# What is expected
Read the lines below and count those that have the word "centos". Respond with the number only.

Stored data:
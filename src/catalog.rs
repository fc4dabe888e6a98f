//! Image tag catalog for the test matrix.
//!
//! The monitor image ships in three release lines (hammer, jewel,
//! infernalis) across several OS bases. The catalog is configuration
//! data: one parameterized lifecycle consumes whichever subset a suite
//! asks for, instead of one copy-pasted fixture per line.

use serde::{Deserialize, Serialize};

/// Release lines present in the default catalog.
pub const RELEASE_LINES: [&str; 3] = ["hammer", "jewel", "infernalis"];

/// The set of image tags a suite can run against.
#[derive(Debug, Clone, Serialize, Deserialize, PartialEq, Eq)]
#[serde(transparent)]
pub struct TagCatalog {
    tags: Vec<String>,
}

impl Default for TagCatalog {
    fn default() -> Self {
        Self {
            tags: [
                "ceph/daemon:tag-build-master-hammer-centos-7",
                "ceph/daemon:tag-build-master-infernalis-centos-7",
                "ceph/daemon:tag-build-master-jewel-centos-7",
                "ceph/daemon:tag-build-master-hammer-ubuntu-16.04",
                "ceph/daemon:tag-build-master-infernalis-ubuntu-16.04",
                "ceph/daemon:tag-build-master-jewel-ubuntu-16.04",
                "ceph/daemon:tag-build-master-hammer-ubuntu-14.04",
                "ceph/daemon:tag-build-master-infernalis-ubuntu-14.04",
                "ceph/daemon:tag-build-master-jewel-ubuntu-14.04",
                "ceph/daemon:tag-build-master-jewel-fedora-23",
                "ceph/daemon:tag-build-master-jewel-fedora-24",
            ]
            .into_iter()
            .map(String::from)
            .collect(),
        }
    }
}

impl TagCatalog {
    pub fn new(tags: Vec<String>) -> Self {
        Self { tags }
    }

    /// Every tag, in catalog order.
    pub fn all(&self) -> &[String] {
        &self.tags
    }

    /// Tags whose reference contains the given release-line name.
    pub fn release_line(&self, line: &str) -> Vec<&str> {
        self.tags
            .iter()
            .filter(|tag| tag.contains(line))
            .map(String::as_str)
            .collect()
    }

    pub fn first(&self) -> Option<&str> {
        self.tags.first().map(String::as_str)
    }

    pub fn len(&self) -> usize {
        self.tags.len()
    }

    pub fn is_empty(&self) -> bool {
        self.tags.is_empty()
    }
}
//! Harness configuration.
//!
//! Everything the lifecycle asserts (subnet, gateway, resource names,
//! environment keys, delays, the tag catalog) lives here as data with
//! the documented defaults, loadable from a YAML file and overridable
//! programmatically. The subnet and gateway are made up: there is no sane
//! way to derive them, so the harness claims a private range and hands the
//! monitor a precomputed address inside it.

use std::collections::HashMap;
use std::net::Ipv4Addr;
use std::path::Path;
use std::time::Duration;

use serde::{Deserialize, Serialize};

use crate::catalog::TagCatalog;
use crate::error::HarnessError;
use crate::net::generate_ips;

/// Environment key telling the entrypoint which daemon role to assume.
pub const ENV_DAEMON: &str = "CEPH_DAEMON";
/// Environment key carrying the monitor's static address.
pub const ENV_MON_IP: &str = "MON_IP";
/// Environment key carrying the public network CIDR.
pub const ENV_PUBLIC_NETWORK: &str = "CEPH_PUBLIC_NETWORK";

/// Label key stamped on every resource the harness creates.
pub const HARNESS_LABEL: &str = "monfix.harness";

#[derive(Debug, Clone, Serialize, Deserialize)]
#[serde(default)]
pub struct HarnessConfig {
    /// Subnet of the fixture network, CIDR form.
    pub subnet: String,
    /// Gateway of the fixture network.
    pub gateway: Ipv4Addr,
    /// Offset from the gateway to the first allocatable address.
    pub address_offset: u8,
    /// Base name of the monitor container.
    pub container_name: String,
    /// Base name of the fixture network.
    pub network_name: String,
    /// Daemon role passed to the entrypoint.
    pub daemon_kind: String,
    /// Command line run inside the container.
    pub command: Vec<String>,
    /// Suffix making resource names unique per run; `None` keeps the
    /// historical fixed names.
    pub run_id: Option<String>,
    /// How long the entrypoint gets to settle before a running container
    /// counts as ready.
    pub settle_delay_ms: u64,
    /// Interval between health-check probes.
    pub poll_interval_ms: u64,
    /// Hard deadline for the container to become ready or exit.
    pub startup_deadline_secs: u64,
    /// Image tags the suite may run against.
    pub catalog: TagCatalog,
}

impl Default for HarnessConfig {
    fn default() -> Self {
        Self {
            subnet: "172.172.172.0/16".to_string(),
            gateway: Ipv4Addr::new(172, 172, 172, 1),
            address_offset: 1,
            container_name: "pytest_ceph_mon".to_string(),
            network_name: "pytest_monitor".to_string(),
            daemon_kind: "MON".to_string(),
            command: vec!["ceph/daemon".to_string(), "mon".to_string()],
            run_id: None,
            settle_delay_ms: 500,
            poll_interval_ms: 100,
            startup_deadline_secs: 10,
            catalog: TagCatalog::default(),
        }
    }
}

impl HarnessConfig {
    /// Loads a config from a YAML file; absent keys keep their defaults.
    pub fn load(path: impl AsRef<Path>) -> Result<Self, HarnessError> {
        let raw = std::fs::read_to_string(path)?;
        let config: Self = serde_yaml::from_str(&raw)?;
        Ok(config)
    }

    /// Tags a fresh run id onto the config so resource names cannot
    /// collide with a concurrently running suite.
    pub fn with_run_id(mut self) -> Self {
        let id = uuid::Uuid::new_v4().simple().to_string();
        self.run_id = Some(id[..8].to_string());
        self
    }

    /// Container name with the run id applied, if any.
    pub fn scoped_container_name(&self) -> String {
        match &self.run_id {
            Some(id) => format!("{}_{}", self.container_name, id),
            None => self.container_name.clone(),
        }
    }

    /// Network name with the run id applied, if any.
    pub fn scoped_network_name(&self) -> String {
        match &self.run_id {
            Some(id) => format!("{}_{}", self.network_name, id),
            None => self.network_name.clone(),
        }
    }

    /// The monitor's static address: the gateway advanced by the
    /// configured offset.
    pub fn monitor_address(&self) -> Result<Ipv4Addr, HarnessError> {
        let range = generate_ips(self.gateway, None, Some(self.address_offset))?;
        range
            .last()
            .copied()
            .ok_or_else(|| HarnessError::Provisioning("empty address range".to_string()))
    }

    /// Environment handed to the monitor container.
    pub fn monitor_env(&self, address: Ipv4Addr) -> Vec<String> {
        vec![
            format!("{ENV_DAEMON}={}", self.daemon_kind),
            format!("{ENV_MON_IP}={address}"),
            format!("{ENV_PUBLIC_NETWORK}={}", self.subnet),
        ]
    }

    /// Labels stamped on created resources. The value scopes the label to
    /// this run so cleanup can tell its own resources from a neighbor's.
    pub fn labels(&self) -> HashMap<String, String> {
        let value = self.run_id.clone().unwrap_or_else(|| "default".to_string());
        HashMap::from([(HARNESS_LABEL.to_string(), value)])
    }

    pub fn settle_delay(&self) -> Duration {
        Duration::from_millis(self.settle_delay_ms)
    }

    pub fn poll_interval(&self) -> Duration {
        Duration::from_millis(self.poll_interval_ms)
    }

    pub fn startup_deadline(&self) -> Duration {
        Duration::from_secs(self.startup_deadline_secs)
    }
}

#[cfg(test)]
mod tests {
    use super::*;
    use std::io::Write;

    #[test]
    fn defaults_match_the_documented_values() {
        let config = HarnessConfig::default();
        assert_eq!(config.subnet, "172.172.172.0/16");
        assert_eq!(config.gateway, Ipv4Addr::new(172, 172, 172, 1));
        assert_eq!(config.scoped_container_name(), "pytest_ceph_mon");
        assert_eq!(config.scoped_network_name(), "pytest_monitor");
        assert_eq!(config.settle_delay(), Duration::from_millis(500));
        assert_eq!(config.catalog.len(), 11);
    }

    #[test]
    fn monitor_address_is_gateway_plus_offset() {
        let config = HarnessConfig::default();
        let address = config.monitor_address().unwrap();
        assert_eq!(address, Ipv4Addr::new(172, 172, 172, 2));
    }

    #[test]
    fn monitor_env_carries_the_fixed_keys() {
        let config = HarnessConfig::default();
        let env = config.monitor_env(Ipv4Addr::new(172, 172, 172, 2));
        assert_eq!(
            env,
            vec![
                "CEPH_DAEMON=MON".to_string(),
                "MON_IP=172.172.172.2".to_string(),
                "CEPH_PUBLIC_NETWORK=172.172.172.0/16".to_string(),
            ]
        );
    }

    #[test]
    fn run_id_scopes_names_and_labels() {
        let config = HarnessConfig::default().with_run_id();
        let id = config.run_id.clone().unwrap();
        assert_eq!(id.len(), 8);
        assert_eq!(
            config.scoped_container_name(),
            format!("pytest_ceph_mon_{id}")
        );
        assert_eq!(config.scoped_network_name(), format!("pytest_monitor_{id}"));
        assert_eq!(config.labels().get(HARNESS_LABEL), Some(&id));
    }

    #[test]
    fn partial_yaml_keeps_defaults() {
        let mut file = tempfile::NamedTempFile::new().unwrap();
        writeln!(file, "container_name: other_mon\nstartup_deadline_secs: 30").unwrap();

        let config = HarnessConfig::load(file.path()).unwrap();
        assert_eq!(config.container_name, "other_mon");
        assert_eq!(config.startup_deadline(), Duration::from_secs(30));
        assert_eq!(config.subnet, "172.172.172.0/16");
        assert_eq!(config.catalog.len(), 11);
    }

    #[test]
    fn config_round_trips_through_yaml() {
        let config = HarnessConfig::default();
        let raw = serde_yaml::to_string(&config).unwrap();
        let parsed: HarnessConfig = serde_yaml::from_str(&raw).unwrap();
        assert_eq!(parsed.subnet, config.subnet);
        assert_eq!(parsed.gateway, config.gateway);
        assert_eq!(parsed.catalog, config.catalog);
    }

    #[test]
    fn missing_file_is_an_io_error() {
        let err = HarnessConfig::load("/nonexistent/monfix.yaml").unwrap_err();
        assert!(matches!(err, HarnessError::Io(_)));
    }
}
//! Deterministic dotted-quad range generation.
//!
//! The fixture network uses a made-up private subnet, so the monitor's
//! static address has to be computed rather than discovered. The generator
//! walks addresses as a 4-byte odometer: octet 3 increments, rolling over
//! 255 into octet 2 and then octet 1. Octet 0 is never mutated, which
//! bounds every range to a sweep within the start's first octet.

use std::net::Ipv4Addr;

use crate::error::RangeError;

/// Generates an ordered, inclusive sequence of addresses.
///
/// Three forms:
///
/// - `generate_ips(start, Some(end), None)` walks from `start` to `end`,
///   both included, `end` exactly once as the final element.
/// - `generate_ips(start, None, None)` walks from `start` to `start` with
///   its last octet forced to 255.
/// - `generate_ips(start, _, Some(offset))` replaces the last octet with
///   `min(255, octet + offset)`. The adjusted address is both the effective
///   start and the terminal, so the sequence is exactly that one address;
///   the original start is not prepended. This is how the monitor address
///   is derived from the gateway (offset 1).
///
/// An explicit `end` below `start`, or with a different first octet, can
/// never be reached by the odometer and is rejected as [`RangeError`].
///
/// Pure and deterministic; repeated calls with the same input return the
/// same sequence.
pub fn generate_ips(
    start: Ipv4Addr,
    end: Option<Ipv4Addr>,
    offset: Option<u8>,
) -> Result<Vec<Ipv4Addr>, RangeError> {
    let octets = start.octets();

    if let Some(offset) = offset {
        // Offset adjusts the start and implicitly becomes the end: a
        // single-element range, clamped at 255 so it cannot loop.
        let last = octets[3].saturating_add(offset);
        return Ok(vec![Ipv4Addr::new(octets[0], octets[1], octets[2], last)]);
    }

    let terminal = end.unwrap_or(Ipv4Addr::new(octets[0], octets[1], octets[2], 255));
    let terminal_octets = terminal.octets();

    if terminal_octets[0] != octets[0] {
        return Err(RangeError::OutsideSweep {
            start,
            end: terminal,
        });
    }
    if u32::from(terminal) < u32::from(start) {
        return Err(RangeError::EndBeforeStart {
            start,
            end: terminal,
        });
    }

    let count = (u32::from(terminal) - u32::from(start) + 1) as usize;
    let mut range = Vec::with_capacity(count);
    range.push(start);

    let mut current = octets;
    while current != terminal_octets {
        // Odometer increment: low octet first, carry upward, octet 0 untouched.
        for i in (1..=3).rev() {
            if current[i] == 255 {
                current[i] = 0;
            } else {
                current[i] += 1;
                break;
            }
        }
        range.push(Ipv4Addr::from(current));
    }

    Ok(range)
}
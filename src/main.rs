//! monfix CLI entry point.
//!
//! Initializes logging and delegates to the CLI module for command handling.

use tracing_subscriber::{fmt, prelude::*, EnvFilter};

#[tokio::main]
async fn main() -> anyhow::Result<()> {
    let cli = monfix::cli::parse_cli();

    // RUST_LOG wins over --log-level, which wins over the "info" default.
    let log_filter = std::env::var("RUST_LOG").unwrap_or_else(|_| cli.log_level.clone());

    tracing_subscriber::registry()
        .with(fmt::layer())
        .with(EnvFilter::try_from_default_env().unwrap_or_else(|_| EnvFilter::new(&log_filter)))
        .init();

    monfix::cli::run_with_cli(cli).await
}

# Answer section
3